(What you should do):
Begin at the line containing "let filter_path = args" in the data below and go on through the line containing "入库批次汇总引擎 - 整箱判定接口", repeating each line exactly; include both ends and no other line.

========================

// ==========================================
// 入库批次汇总引擎 - 命令行入口
// ==========================================
// 用法:
//   batch-summary <batch.json> [filter.json] [config_db]
//
// 汇总 JSON 输出到 stdout, 日志输出到 stderr
// 环境变量 BATCH_SUMMARY_LOG_FORMAT=json 切换 JSON 日志
// ==========================================

use anyhow::{bail, Context, Result};
use batch_summary::db::default_db_path;
use batch_summary::{logging, ConfigManager, GlobalSettings, SummaryApi};
use std::path::{Path, PathBuf};

fn main() -> Result<()> {
    match std::env::var("BATCH_SUMMARY_LOG_FORMAT").as_deref() {
        Ok("json") => logging::init_json(),
        _ => logging::init(),
    }

    let mut args = std::env::args().skip(1);
    let batch_path = match args.next() {
        Some(path) => PathBuf::from(path),
        None => bail!("用法: batch-summary <batch.json> [filter.json] [config_db]"),
    };
    let filter_path = args
        .next()
        .map(|s| s.trim().to_string())
        .filter(|s| !s.is_empty() && s != "-")
        .map(PathBuf::from);
    let db_path = args.next().map(PathBuf::from).unwrap_or_else(default_db_path);

    tracing::info!("{} v{}", batch_summary::APP_NAME, batch_summary::VERSION);

    let settings = load_settings(&db_path)?;
    let api = SummaryApi::new(settings);

    let batch_json = std::fs::read_to_string(&batch_path)
        .with_context(|| format!("读取批次文件失败: {}", batch_path.display()))?;
    let filter_json = match &filter_path {
        Some(path) => Some(
            std::fs::read_to_string(path)
                .with_context(|| format!("读取过滤配置失败: {}", path.display()))?,
        ),
        None => None,
    };

    let summary = api
        .summarize_json(&batch_json, filter_json.as_deref())
        .context("批次汇总失败")?;

    println!("{}", serde_json::to_string_pretty(&summary)?);
    Ok(())
}

/// 加载全局设置; 配置库不存在时使用默认值
fn load_settings(db_path: &Path) -> Result<GlobalSettings> {
    if !db_path.exists() {
        tracing::info!("配置库不存在, 使用默认设置: {}", db_path.display());
        return Ok(GlobalSettings::default());
    }

    let db_path_str = db_path
        .to_str()
        .with_context(|| format!("配置库路径不是合法 UTF-8: {}", db_path.display()))?;

    tracing::info!("使用配置库: {}", db_path_str);
    let config = ConfigManager::new(db_path_str).context("打开配置库失败")?;
    config.ensure_schema().context("初始化配置表失败")?;
    Ok(config.get_global_settings()?)
}
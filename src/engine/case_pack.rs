// ==========================================
// 入库批次汇总引擎 - 整箱判定接口
// ==========================================
// 职责: 货件计划过滤时需要的外部整箱判定
// 红线: 判定必须是纯函数, 引擎只调用不定义其规则
// ==========================================

use crate::domain::batch::BatchItem;
use crate::domain::settings::CasePackFlags;

// ==========================================
// Trait: CasePackedPredicate
// ==========================================
pub trait CasePackedPredicate {
    /// 判断条目是否按整箱 (箱数 × 每箱数量) 入库
    fn is_case_packed(&self, item: &BatchItem, flags: CasePackFlags) -> bool;
}

impl<F> CasePackedPredicate for F
where
    F: Fn(&BatchItem, CasePackFlags) -> bool,
{
    fn is_case_packed(&self, item: &BatchItem, flags: CasePackFlags) -> bool {
        self(item, flags)
    }
}

// ==========================================
// StoredCasePacked - 读取 loader 预计算结果
// ==========================================
// 缺省视为非整箱
#[derive(Debug, Clone, Copy, Default)]
pub struct StoredCasePacked;

impl CasePackedPredicate for StoredCasePacked {
    fn is_case_packed(&self, item: &BatchItem, _flags: CasePackFlags) -> bool {
        item.case_packed.unwrap_or(false)
    }
}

========================

(Output):
    let filter_path = args
        .next()
        .map(|s| s.trim().to_string())
        .filter(|s| !s.is_empty() && s != "-")
        .map(PathBuf::from);
    let db_path = args.next().map(PathBuf::from).unwrap_or_else(default_db_path);

    tracing::info!("{} v{}", batch_summary::APP_NAME, batch_summary::VERSION);

    let settings = load_settings(&db_path)?;
    let api = SummaryApi::new(settings);

    let batch_json = std::fs::read_to_string(&batch_path)
        .with_context(|| format!("读取批次文件失败: {}", batch_path.display()))?;
    let filter_json = match &filter_path {
        Some(path) => Some(
            std::fs::read_to_string(path)
                .with_context(|| format!("读取过滤配置失败: {}", path.display()))?,
        ),
        None => None,
    };

    let summary = api
        .summarize_json(&batch_json, filter_json.as_deref())
        .context("批次汇总失败")?;

    println!("{}", serde_json::to_string_pretty(&summary)?);
    Ok(())
}

/// 加载全局设置; 配置库不存在时使用默认值
fn load_settings(db_path: &Path) -> Result<GlobalSettings> {
    if !db_path.exists() {
        tracing::info!("配置库不存在, 使用默认设置: {}", db_path.display());
        return Ok(GlobalSettings::default());
    }

    let db_path_str = db_path
        .to_str()
        .with_context(|| format!("配置库路径不是合法 UTF-8: {}", db_path.display()))?;

    tracing::info!("使用配置库: {}", db_path_str);
    let config = ConfigManager::new(db_path_str).context("打开配置库失败")?;
    config.ensure_schema().context("初始化配置表失败")?;
    Ok(config.get_global_settings()?)
}
filename src/engine/case_pack.rs
// ==========================================
// 入库批次汇总引擎 - 整箱判定接口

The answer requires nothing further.